CHAPTER X- The Real Frickin' Circle of Life

    The following Chapter will be in first person and will be extremely emo... yet still
have a bitter funniness attach to it. The purpose of writing this is either to show how I could get
so emo on small things like this or to gain sympathy, to make you say "poor kid, I feel so sorry
for him". AND EVERYTHING IS REAL IN THIS CHAPTER.

    We're going to war. This is what you would expect when Bush takes over the throne.
And while they're at it, oil companies can jack up the prizes stealing as much money as possible
from suburbia, AKA a place where White Americans could have their peaceful country life.

    From that moment on, it would build up like an avalanche.

    All these crap going on makes me want to kill fictional people... therefore, I MUST
have GTA3. It's been a year since I hope to get a copy and now the price dropped from $50 to $30,
and I ache for one NOW. But my mother disagree and still fret over the price.

    Why didn't I just go get a damn job? The matter is I CAN'T. I felt this negative energy coming out
of my mother that I shouldn't work since that I suck even at house works. So I cooked up the coolest
plan of all: Starting a show. Most of the money, since that I don't have a job, will go to me. It'll be like
the Follies only the cash goes in my pocket instead of the school. The plan started to work, somewhat,
but NOW it failed because the assholes are BUSY at other activities. Although I felt sorry at constantly
encaging them and controlling them. But on the other hand that's what Directors do. I was soft-hearted.
I knew that I shouldn't let the opportunity go... I did anyhow... they have the right to do the things they
wanted to.

    I've been also secretly saving money for the family: not buying a REAL graphing calculator ($70) and still
using my lame-ass Chinese thingamajig which doesn't even calculate points, letting my extra teeth grow and
not removing them, going on a bread diet, not asking for allowance, watching less movies at cinemas,
still using dial-up, using my old glasses which grew moss and made a dent on the sides of my head for 4
years, not doing drugs and/or smoking, masturbating... etc.

    What'd they gave in return? $500 for a frickin' speed reading class even if I could read quite fast. Do you know
WHAT I can spend on with $500? I can not only get my copy of GTA3, I still have money to get a VIP pass to
see The Lion King on Broadway, pre-order The Lion King DVD, buy the whole Sims collection, and STILL
have money for buying GTA director's cut and GTA2 and a large pizza from dominoes.
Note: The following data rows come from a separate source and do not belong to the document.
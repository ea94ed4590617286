//! 로깅 초기화 (바이너리 전용)
//!
//! 콘솔 출력은 `RUST_LOG`로 필터링하고(기본 info), 로그 파일이 주어지면
//! 같은 이벤트를 ANSI 없이 파일에도 남긴다.

use std::fs::OpenOptions;
use std::path::Path;
use std::sync::Mutex;

use tracing_subscriber::{fmt, layer::SubscriberExt, util::SubscriberInitExt, EnvFilter};

use crate::{Error, Result};

/// 전역 subscriber 설치
///
/// 이미 설치되어 있으면 [`Error::Config`].
pub fn init(log_file: Option<&Path>) -> Result<()> {
    let filter = EnvFilter::try_from_default_env().unwrap_or_else(|_| EnvFilter::new("info"));

    let file_layer = match log_file {
        Some(path) => {
            if let Some(dir) = path.parent().filter(|dir| !dir.as_os_str().is_empty()) {
                std::fs::create_dir_all(dir)?;
            }
            let file = OpenOptions::new().create(true).append(true).open(path)?;
            Some(
                fmt::layer()
                    .with_writer(Mutex::new(file))
                    .with_ansi(false)
                    .with_target(false),
            )
        }
        None => None,
    };

    tracing_subscriber::registry()
        .with(filter)
        .with(fmt::layer())
        .with(file_layer)
        .try_init()
        .map_err(|e| Error::Config(format!("로깅 초기화 실패: {}", e)))
}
    And still, they needed more. My mom always trying to sculpt me at being a good example of myself.
For example, just then (from when I wrote this) at the dinner table, I was being picky and picked out the
asparagus tips to eat. And She told me to eat the stem for a change because outside of the house, others
might wanted to eat the good bits. That was a lesson about giving in to others. That just broke my heart
right there... I DID gave in! I honestly DID... I gave FREE performances, I burn CDs for FREE, I give
hugs for FREE, I cancelled the show just for the cast, I lend people stuff, I go to school even when I'm sick,
last year in February I even stayed for a 40 point English assignment when my Mom Dad Sister and Grandma
went to LA. I forget people even I was being used... it's hardly ever ME.

    And all that rage build up, making me want to kill... making me want to reduce my stress and kill fictional
people.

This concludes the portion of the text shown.